Hispanic newspaper in the works


José Peguero has a vision: to create a monthly Hispanic newspaper for the Anchorage community focusing on education, health, employment and housing among other issues relevant to the growing community.

Peguero, who has attended or graduated from vo-tech, college and university programs in Alaska, New Mexico, Puerto Rico and the Dominican Republic, has a diverse background, to include working at a laundry mat, on the Alaska Marine Highway and as a directional driller; dredging for gold, in construction technology, as a legislative aide; buying real estate; and his current position as school district custodian.

A Long Way From Home

He was born and raised in the Dominican Republic, which is on an island that includes Haiti. He left when he was 16 and arrived in New York City. By his mid-20s he was in Alaska, where he has spent most of his adulthood, sans a trip down to New Mexico where he attended college and worked in the oilfields in what he calls “cactus drilling,” and a stint in Puerto Rico where he had 18 apartments.

One of his fondest memories is as a legislative aide for Betty Cato, who was from Valdez and led the House Transportation Committee. “She taught me a lot,” he said. “She said old age and trickery overcome youth and skill.”
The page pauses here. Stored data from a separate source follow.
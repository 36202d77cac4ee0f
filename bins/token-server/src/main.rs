//! CAT20 token server.
//!
//! Serves deploy, mint, and transfer for a single wallet over REST. Chain
//! data comes from the CAT tracker and a mempool API; covenant transactions
//! are built and signed by the builder sidecar. Deployed token metadata is
//! kept in LMDB under `CAT_DATA_DIR`.
//!
//! See [`settings`] for the environment variables.
//!
//! ```bash
//! export CAT_WALLET_ADDRESS=tb1p...
//! export CAT_BUILDER_URL=http://127.0.0.1:3100
//! RUST_LOG=info cargo run --release -p token-server
//! ```

mod routes;
mod settings;
mod token_registry;

use std::net::{Ipv4Addr, SocketAddr};
use std::process::ExitCode;
use std::sync::Arc;

use tokio_util::sync::CancellationToken;
use tracing_subscriber::EnvFilter;

use sdk::tracking::InMemoryOperationStore;
use sdk::{Sdk, SdkConfig, Session};
use transport::builder::HttpTxBuilder;
use transport::chain::HttpChainClient;
use transport::http::{HttpClient, HttpConfig};

use crate::routes::AppState;
use crate::settings::Settings;
use crate::token_registry::HeedTokenRegistry;

#[tokio::main]
async fn main() -> ExitCode {
    tracing_subscriber::fmt()
        .with_env_filter(EnvFilter::from_default_env())
        .init();

    tracing::info!("token-server starting");

    let settings = match Settings::from_env() {
        Ok(s) => s,
        Err(e) => {
            tracing::error!(error = %e, "invalid configuration");
            return ExitCode::FAILURE;
        }
    };

    // -----------------------------------------------------------------------
    // SDK init
    // -----------------------------------------------------------------------

    let http = match HttpClient::new(&HttpConfig::default()) {
        Ok(http) => http,
        Err(e) => {
            tracing::error!(error = %e, "http client init failed");
            return ExitCode::FAILURE;
        }
    };
    let chain = HttpChainClient::with_urls(
        http.clone(),
        settings.tracker_url.clone(),
        settings.mempool_url.clone(),
    );
    let builder = HttpTxBuilder::new(http, settings.builder_url.clone());

    let registry = match HeedTokenRegistry::open(&settings.data_dir) {
        Ok(r) => r,
        Err(e) => {
            tracing::error!(dir = %settings.data_dir.display(), error = %e, "token registry open failed");
            return ExitCode::FAILURE;
        }
    };

    let sdk = Sdk::new(SdkConfig::new(settings.network), chain, builder, registry);
    let operations = Arc::new(InMemoryOperationStore::new());
    sdk.set_operation_store(operations.clone());
    let state = AppState {
        sdk,
        session: Arc::new(Session::new(settings.wallet.clone())),
        operations,
    };

    tracing::info!(
        network = settings.network.name,
        wallet = %settings.wallet,
        tracker = %settings.tracker_url,
        mempool = %settings.mempool_url,
        builder = %settings.builder_url,
        "SDK initialized"
    );

    // -----------------------------------------------------------------------
    // Serve
    // -----------------------------------------------------------------------

    let addr = SocketAddr::from((Ipv4Addr::UNSPECIFIED, settings.port));
    let listener = match tokio::net::TcpListener::bind(addr).await {
        Ok(l) => l,
        Err(e) => {
            tracing::error!(%addr, error = %e, "bind failed");
            return ExitCode::FAILURE;
        }
    };

    let cancel = CancellationToken::new();
    let signal_cancel = cancel.clone();
    tokio::spawn(async move {
        if tokio::signal::ctrl_c().await.is_ok() {
            tracing::info!("received ctrl-c, shutting down");
        }
        signal_cancel.cancel();
    });

    tracing::info!(%addr, "listening");
    let served = axum::serve(listener, routes::router(state))
        .with_graceful_shutdown(cancel.cancelled_owned())
        .await;

    match served {
        Ok(()) => {
            tracing::info!("token-server stopped");
            ExitCode::SUCCESS
        }
        Err(e) => {
            tracing::error!(error = %e, "server failed");
            ExitCode::FAILURE
        }
    }
}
But there are no tricks in his bag, other than to make his dream happen. “I’ve always been an avid reader,” he says. “I like to write also.”
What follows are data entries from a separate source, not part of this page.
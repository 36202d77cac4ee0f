//! CAT20 network configuration.
//!
//! This crate provides static, per-network configuration for the token
//! service:
//!
//! - [`NetworkConfig`] -- tracker and mempool endpoints for a given network
//! - [`constants`] -- protocol-level parameters (merge threshold, backoff, ports)
//!
//! All data is compile-time constant (`&'static str`). Types are `Copy`.
//!
//! `config` depends only on [`bitcoin::Network`]. It does **not** depend on
//! transport or any runtime crate, so it can be used freely as a leaf
//! dependency.

pub mod constants;

use bitcoin::Network;

// ---------------------------------------------------------------------------
// NetworkConfig
// ---------------------------------------------------------------------------

/// Network-specific endpoints.
///
/// This is `Copy` -- just pointers to static data. Operators needing custom
/// endpoints override the URLs on the transport side.
#[derive(Debug, Clone, Copy, PartialEq, Eq)]
pub struct NetworkConfig {
    /// The bitcoin network addresses are validated against.
    pub network: Network,

    /// Human-readable name used in env configuration.
    pub name: &'static str,

    /// CAT tracker base URL (token outputs and minter state).
    pub tracker_url: &'static str,

    /// Mempool-style REST base URL (fee outputs and broadcast).
    pub mempool_url: &'static str,
}

impl NetworkConfig {
    /// Get the configuration for a specific network.
    ///
    /// Networks without a built-in configuration fall back to testnet.
    pub const fn for_network(network: Network) -> Self {
        match network {
            Network::Bitcoin => Self::MAINNET,
            Network::Regtest => Self::REGTEST,
            _ => Self::TESTNET,
        }
    }

    /// Look up a configuration by its env name (`mainnet`, `testnet`, `regtest`).
    pub fn from_name(name: &str) -> Option<Self> {
        [Self::MAINNET, Self::TESTNET, Self::REGTEST]
            .into_iter()
            .find(|c| c.name.eq_ignore_ascii_case(name))
    }

    // -----------------------------------------------------------------------
    // Built-in network configurations
    // -----------------------------------------------------------------------

    /// Production mainnet configuration.
    pub const MAINNET: Self = Self {
        network: Network::Bitcoin,
        name: "mainnet",
        tracker_url: "https://tracker.catprotocol.org",
        mempool_url: "https://mempool.space",
    };

    /// Public testnet configuration.
    pub const TESTNET: Self = Self {
        network: Network::Testnet,
        name: "testnet",
        tracker_url: "https://tracker-testnet.catprotocol.org",
        mempool_url: "https://mempool.space/testnet",
    };

    /// Local regtest configuration.
    pub const REGTEST: Self = Self {
        network: Network::Regtest,
        name: "regtest",
        tracker_url: "http://127.0.0.1:3000",
        mempool_url: "http://127.0.0.1:8080",
    };
}

// ---------------------------------------------------------------------------
// Tests
// ---------------------------------------------------------------------------

#[cfg(test)]
mod tests {
    use super::*;

    #[test]
    fn for_network_maps_bitcoin_to_mainnet() {
        assert_eq!(NetworkConfig::for_network(Network::Bitcoin), NetworkConfig::MAINNET);
        assert_eq!(NetworkConfig::for_network(Network::Regtest), NetworkConfig::REGTEST);
        assert_eq!(NetworkConfig::for_network(Network::Signet), NetworkConfig::TESTNET);
    }

    #[test]
    fn from_name_is_case_insensitive() {
        assert_eq!(NetworkConfig::from_name("MainNet"), Some(NetworkConfig::MAINNET));
        assert_eq!(NetworkConfig::from_name("regtest"), Some(NetworkConfig::REGTEST));
        assert!(NetworkConfig::from_name("fractal").is_none());
    }

    #[test]
    fn public_endpoints_are_https() {
        for config in [NetworkConfig::MAINNET, NetworkConfig::TESTNET] {
            assert!(config.tracker_url.starts_with("https://"), "{}", config.name);
            assert!(config.mempool_url.starts_with("https://"), "{}", config.name);
        }
    }

    #[test]
    fn configs_are_copy() {
        let a = NetworkConfig::MAINNET;
        let b = a;
        assert_eq!(a.tracker_url, b.tracker_url);
    }

    #[test]
    fn const_fn_works_at_compile_time() {
        const CONFIG: NetworkConfig = NetworkConfig::for_network(Network::Testnet);
        assert_eq!(CONFIG.name, "testnet");
    }
}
He’s seen several attempts at Spanish newspapers come and go, but he is determined, his, “Hispanic Alaska,” is here to stay. As editor and publisher, he hopes to utilize talent from high school and college journalism students, as well as reporters he knows from out of state. He plans to print the publication, which will have a look much like the “Anchorage Press,” through a nonprofit university press.

With nearly 40,000 Hispanics living in Anchorage, about 30,000 of those from Mexico, 5,000-6,000 from the Dominican Republic and the rest from Puerto Rico or other Spanish-speaking countries, he believes he has an audience, and a growing one at that.

“The Korean community has two newspapers and there are about 5,000 Korean people in Anchorage,” he said. “I think now is the time to have a viable Spanish publication. The Hispanic population doubles every 10 years in Anchorage.” By 2020, he expects 60,000 to call Alaska home, mainly due to immigrants migrating out of California to Alaska for jobs and better opportunities.

Reaching Out

He will distribute the bilingual publication through about 20 Hispanic churches, word-of-mouth, Mexican restaurants and those listed on a Hispanic directory. He plans to charge $2 an issue, with the first issue coming out this month.

He expects start-up costs will be about $2,000, and he has some background in journalism. A lot is learn-as-he-goes, but he’s not afraid.

“I’ve had the idea for three years,” he said. “Now is the time to make it happen. I think the Hispanic community needs a voice. No?”

I wish him luck. Newspapers face hard times these days. But with his determination, he just might make it.